What is needed:
Word for word, return the lines from the start of the entries below through the line that has "use serde::de::DeserializeOwned;".

[Stored dataset items]
%%

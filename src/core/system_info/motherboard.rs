use crate::core::system_info::types::MotherboardInfo;
use crate::error::Result;

#[cfg(windows)]
use crate::platform::system::windows::mbo::get_motherboard_info;

#[cfg(target_os = "linux")]
use crate::platform::system::linux::mbo::get_motherboard_info;

/// Board and BIOS descriptors. `Ok(None)` when the firmware reports nothing.
pub fn collect() -> Result<Option<MotherboardInfo>> {
    #[cfg(any(windows, target_os = "linux"))]
    {
        get_motherboard_info()
    }

    #[cfg(not(any(windows, target_os = "linux")))]
    {
        Err(crate::error::VantaError::unsupported(
            "motherboard query is not available on this platform",
        ))
    }
}

/// OEM placeholder strings that mean "not set"
const PLACEHOLDERS: &[&str] = &[
    "to be filled by o.e.m.",
    "default string",
    "not applicable",
    "not specified",
    "system product name",
    "none",
    "n/a",
];

/// Trimmed value, or `None` for empty and placeholder strings
pub fn clean_field(value: Option<&str>) -> Option<String> {
    let value = value?.trim();
    if value.is_empty() || PLACEHOLDERS.contains(&value.to_ascii_lowercase().as_str()) {
        None
    } else {
        Some(value.to_string())
    }
}

/// Like [`clean_field`] but falls back to "Unknown"
pub fn field_or_unknown(value: Option<&str>) -> String {
    clean_field(value).unwrap_or_else(|| "Unknown".to_string())
}

#[cfg(test)]
mod tests {
    use super::*;

    #[test]
    fn test_clean_field() {
        assert_eq!(clean_field(Some("  ASUSTeK  ")), Some("ASUSTeK".to_string()));
        assert_eq!(clean_field(Some("To be filled by O.E.M.")), None);
        assert_eq!(clean_field(Some("Default string")), None);
        assert_eq!(clean_field(Some("")), None);
        assert_eq!(clean_field(None), None);
    }

    #[test]
    fn test_field_or_unknown() {
        assert_eq!(field_or_unknown(Some("   ")), "Unknown");
        assert_eq!(field_or_unknown(Some("B650 AORUS")), "B650 AORUS");
    }
}
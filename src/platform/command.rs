use std::process::Command;

use serde::de::DeserializeOwned;

use crate::error::{Result, VantaError};

/// Run an external tool found on PATH and return its stdout.
///
/// A missing binary or a non-zero exit is a probe error.
pub fn run_command(program: &str, args: &[&str]) -> Result<String> {
    let path = which::which(program)
        .map_err(|e| VantaError::probe(format!("{} not found: {}", program, e)))?;

    let output = Command::new(path)
        .args(args)
        .output()
        .map_err(|e| VantaError::probe(format!("{} execution failed: {}", program, e)))?;

    if !output.status.success() {
        let stderr = String::from_utf8_lossy(&output.stderr);
        return Err(VantaError::probe(format!(
            "{} exited with {}: {}",
            program,
            output.status,
            stderr.trim()
        )));
    }

    Ok(String::from_utf8_lossy(&output.stdout).into_owned())
}

pub fn command_exists(program: &str) -> bool {
    which::which(program).is_ok()
}

/// Parse `ConvertTo-Json` output into rows.
///
/// PowerShell emits a bare object for a single result and nothing at all for
/// an empty one; both are normalized to a list.
#[cfg_attr(not(windows), allow(dead_code))]
pub fn parse_json_rows<T: DeserializeOwned>(stdout: &str) -> Result<Vec<T>> {
    let trimmed = stdout.trim();
    if trimmed.is_empty() {
        return Ok(vec![]);
    }

    let value: serde_json::Value = serde_json::from_str(trimmed)?;
    let rows = match value {
        serde_json::Value::Array(items) => items
            .into_iter()
            .map(serde_json::from_value)
            .collect::<std::result::Result<Vec<T>, _>>()?,
        serde_json::Value::Null => vec![],
        single => vec![serde_json::from_value(single)?],
    };

    Ok(rows)
}
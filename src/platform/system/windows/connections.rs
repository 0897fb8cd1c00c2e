use serde::Deserialize;

use super::core::run_powershell_rows;
use crate::core::system_monitor::metrics::NetConnection;
use crate::error::Result;

#[derive(Debug, Deserialize)]
#[serde(rename_all = "PascalCase")]
struct TcpConnectionPs {
    local_address: String,
    local_port: u16,
    remote_address: Option<String>,
    remote_port: Option<u16>,
    state: Option<String>,
    owning_process: Option<u32>,
}

#[derive(Debug, Deserialize)]
#[serde(rename_all = "PascalCase")]
struct UdpEndpointPs {
    local_address: String,
    local_port: u16,
    owning_process: Option<u32>,
}

/// TCP connections and UDP endpoints from the NetTCPIP module.
///
/// Windows does not expose socket descriptors, so `fd` is always -1.
pub fn get_connections() -> Result<Vec<NetConnection>> {
    let tcp: Vec<TcpConnectionPs> = run_powershell_rows(
        "Get-NetTCPConnection \
         | Select-Object LocalAddress, LocalPort, RemoteAddress, RemotePort, \
           @{n='State';e={ $_.State.ToString() }}, OwningProcess",
    )?;
    let udp: Vec<UdpEndpointPs> = run_powershell_rows(
        "Get-NetUDPEndpoint | Select-Object LocalAddress, LocalPort, OwningProcess",
    )
    .unwrap_or_else(|e| {
        log::debug!("Get-NetUDPEndpoint failed: {}", e);
        vec![]
    });

    let mut connections: Vec<NetConnection> = tcp.into_iter().map(from_tcp).collect();
    connections.extend(udp.into_iter().map(from_udp));
    Ok(connections)
}

fn from_tcp(row: TcpConnectionPs) -> NetConnection {
    let raddr = match (row.remote_address.as_deref(), row.remote_port) {
        (Some(addr), Some(port)) if !is_unspecified(addr) || port != 0 => endpoint(addr, port),
        _ => String::new(),
    };
    NetConnection {
        fd: -1,
        family: family(&row.local_address).to_string(),
        kind: "TCP".to_string(),
        laddr: endpoint(&row.local_address, row.local_port),
        raddr,
        status: row
            .state
            .as_deref()
            .map(tcp_state)
            .unwrap_or_else(|| "NONE".to_string()),
        pid: row.owning_process,
        process_name: None,
    }
}

fn from_udp(row: UdpEndpointPs) -> NetConnection {
    NetConnection {
        fd: -1,
        family: family(&row.local_address).to_string(),
        kind: "UDP".to_string(),
        laddr: endpoint(&row.local_address, row.local_port),
        raddr: String::new(),
        status: "NONE".to_string(),
        pid: row.owning_process,
        process_name: None,
    }
}

fn family(addr: &str) -> &'static str {
    if addr.contains(':') {
        "IPv6"
    } else {
        "IPv4"
    }
}

fn is_unspecified(addr: &str) -> bool {
    matches!(addr, "0.0.0.0" | "::")
}

fn endpoint(addr: &str, port: u16) -> String {
    format!("{}:{}", addr, port)
}

/// "TimeWait" -> "TIME_WAIT", "Listen" -> "LISTEN"
fn tcp_state(state: &str) -> String {
    let mut out = String::with_capacity(state.len() + 2);
    for (i, ch) in state.chars().enumerate() {
        if i > 0 && ch.is_ascii_uppercase() {
            out.push('_');
        }
        out.push(ch.to_ascii_uppercase());
    }
    out
}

%%

Task output:
filename src/core/system_info/motherboard.rs
use crate::core::system_info::types::MotherboardInfo;
use crate::error::Result;

#[cfg(windows)]
use crate::platform::system::windows::mbo::get_motherboard_info;

#[cfg(target_os = "linux")]
use crate::platform::system::linux::mbo::get_motherboard_info;

/// Board and BIOS descriptors. `Ok(None)` when the firmware reports nothing.
pub fn collect() -> Result<Option<MotherboardInfo>> {
    #[cfg(any(windows, target_os = "linux"))]
    {
        get_motherboard_info()
    }

    #[cfg(not(any(windows, target_os = "linux")))]
    {
        Err(crate::error::VantaError::unsupported(
            "motherboard query is not available on this platform",
        ))
    }
}

/// OEM placeholder strings that mean "not set"
const PLACEHOLDERS: &[&str] = &[
    "to be filled by o.e.m.",
    "default string",
    "not applicable",
    "not specified",
    "system product name",
    "none",
    "n/a",
];

/// Trimmed value, or `None` for empty and placeholder strings
pub fn clean_field(value: Option<&str>) -> Option<String> {
    let value = value?.trim();
    if value.is_empty() || PLACEHOLDERS.contains(&value.to_ascii_lowercase().as_str()) {
        None
    } else {
        Some(value.to_string())
    }
}

/// Like [`clean_field`] but falls back to "Unknown"
pub fn field_or_unknown(value: Option<&str>) -> String {
    clean_field(value).unwrap_or_else(|| "Unknown".to_string())
}

#[cfg(test)]
mod tests {
    use super::*;

    #[test]
    fn test_clean_field() {
        assert_eq!(clean_field(Some("  ASUSTeK  ")), Some("ASUSTeK".to_string()));
        assert_eq!(clean_field(Some("To be filled by O.E.M.")), None);
        assert_eq!(clean_field(Some("Default string")), None);
        assert_eq!(clean_field(Some("")), None);
        assert_eq!(clean_field(None), None);
    }

    #[test]
    fn test_field_or_unknown() {
        assert_eq!(field_or_unknown(Some("   ")), "Unknown");
        assert_eq!(field_or_unknown(Some("B650 AORUS")), "B650 AORUS");
    }
}
filename src/platform/command.rs
use std::process::Command;

use serde::de::DeserializeOwned;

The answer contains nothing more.